Task:
From the entries that follow, copy each line in which "SortOrder" appears.

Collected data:
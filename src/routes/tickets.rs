use axum::{
    Json, Router,
    extract::{Query, State},
    routing::get,
};

use crate::{
    dto::tickets::TicketListItem,
    error::AppResult,
    middleware::auth::AuthUser,
    response::ApiResponse,
    routes::params::Pagination,
    services::ticket_service,
    state::AppState,
};

/// Read only. Any other method on `/tickets` answers 405.
pub fn router() -> Router<AppState> {
    Router::new().route("/", get(list_tickets))
}

#[utoipa::path(
    get,
    path = "/api/tickets",
    params(Pagination),
    responses(
        (status = 200, description = "Caller's tickets, or every ticket for staff", body = ApiResponse<Vec<TicketListItem>>),
        (status = 401, description = "Missing or invalid token")
    ),
    tag = "Tickets"
)]
pub async fn list_tickets(
    State(state): State<AppState>,
    user: AuthUser,
    Query(pagination): Query<Pagination>,
) -> AppResult<Json<ApiResponse<Vec<TicketListItem>>>> {
    let resp = ticket_service::list_tickets(&state, &user, pagination).await?;
    Ok(Json(resp))
}
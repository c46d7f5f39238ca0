use serde::Deserialize;
use utoipa::ToSchema;

#[derive(Debug, Deserialize, ToSchema)]
pub struct CreateCrewRequest {
    pub first_name: String,
    pub last_name: String,
}

#[derive(Debug, Default, Deserialize, ToSchema)]
pub struct UpdateCrewRequest {
    pub first_name: Option<String>,
    pub last_name: Option<String>,
}
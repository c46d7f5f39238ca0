use sea_orm::entity::prelude::*;

#[derive(Clone, Debug, PartialEq, DeriveEntityModel)]
#[sea_orm(table_name = "flights")]
pub struct Model {
    #[sea_orm(primary_key, auto_increment = false)]
    pub id: Uuid,
    pub code: String,
    pub route_id: Uuid,
    pub airplane_id: Uuid,
    pub departure_time: DateTimeWithTimeZone,
    pub arrival_time: DateTimeWithTimeZone,
}

#[derive(Copy, Clone, Debug, EnumIter, DeriveRelation)]
pub enum Relation {
    #[sea_orm(
        belongs_to = "super::routes::Entity",
        from = "Column::RouteId",
        to = "super::routes::Column::Id",
        on_delete = "Cascade"
    )]
    Routes,
    #[sea_orm(
        belongs_to = "super::airplanes::Entity",
        from = "Column::AirplaneId",
        to = "super::airplanes::Column::Id",
        on_delete = "Cascade"
    )]
    Airplanes,
    #[sea_orm(has_many = "super::tickets::Entity")]
    Tickets,
}

impl Related<super::routes::Entity> for Entity {
    fn to() -> RelationDef {
        Relation::Routes.def()
    }
}

impl Related<super::airplanes::Entity> for Entity {
    fn to() -> RelationDef {
        Relation::Airplanes.def()
    }
}

impl Related<super::tickets::Entity> for Entity {
    fn to() -> RelationDef {
        Relation::Tickets.def()
    }
}

impl ActiveModelBehavior for ActiveModel {}
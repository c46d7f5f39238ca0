use serde::Deserialize;
use utoipa::{IntoParams, ToSchema};

#[derive(Debug, Default, Clone, Deserialize, IntoParams, ToSchema)]
#[into_params(parameter_in = Query)]
pub struct Pagination {
    pub page: Option<i64>,
    pub per_page: Option<i64>,
}

impl Pagination {
    /// Returns `(page, per_page, offset)` with page >= 1 and per_page in 1..=100.
    pub fn normalize(&self) -> (i64, i64, i64) {
        let page = self.page.unwrap_or(1).max(1);
        let per_page = self.per_page.unwrap_or(20).clamp(1, 100);
        let offset = (page - 1).saturating_mul(per_page);
        (page, per_page, offset)
    }
}

#[derive(Debug, Default, Clone, Copy, Deserialize, ToSchema)]
#[serde(rename_all = "snake_case")]
pub enum SortOrder {
    Asc,
    #[default]
    Desc,
}

#[derive(Debug, Default, Deserialize, IntoParams, ToSchema)]
#[into_params(parameter_in = Query)]
pub struct OrderListQuery {
    pub page: Option<i64>,
    pub per_page: Option<i64>,
    /// Sort by creation time, newest first by default.
    pub sort_order: Option<SortOrder>,
}

impl OrderListQuery {
    pub fn pagination(&self) -> Pagination {
        Pagination {
            page: self.page,
            per_page: self.per_page,
        }
    }
}

#[cfg(test)]
mod tests {
    use super::*;

    #[test]
    fn pagination_defaults_and_clamps() {
        assert_eq!(Pagination::default().normalize(), (1, 20, 0));
        let p = Pagination {
            page: Some(3),
            per_page: Some(500),
        };
        assert_eq!(p.normalize(), (3, 100, 200));
        let p = Pagination {
            page: Some(-2),
            per_page: Some(0),
        };
        assert_eq!(p.normalize(), (1, 1, 0));
        let p = Pagination {
            page: Some(i64::MAX),
            per_page: Some(50),
        };
        assert_eq!(p.normalize(), (i64::MAX, 50, i64::MAX));
    }
}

Answer section:
pub enum SortOrder {
    pub sort_order: Option<SortOrder>,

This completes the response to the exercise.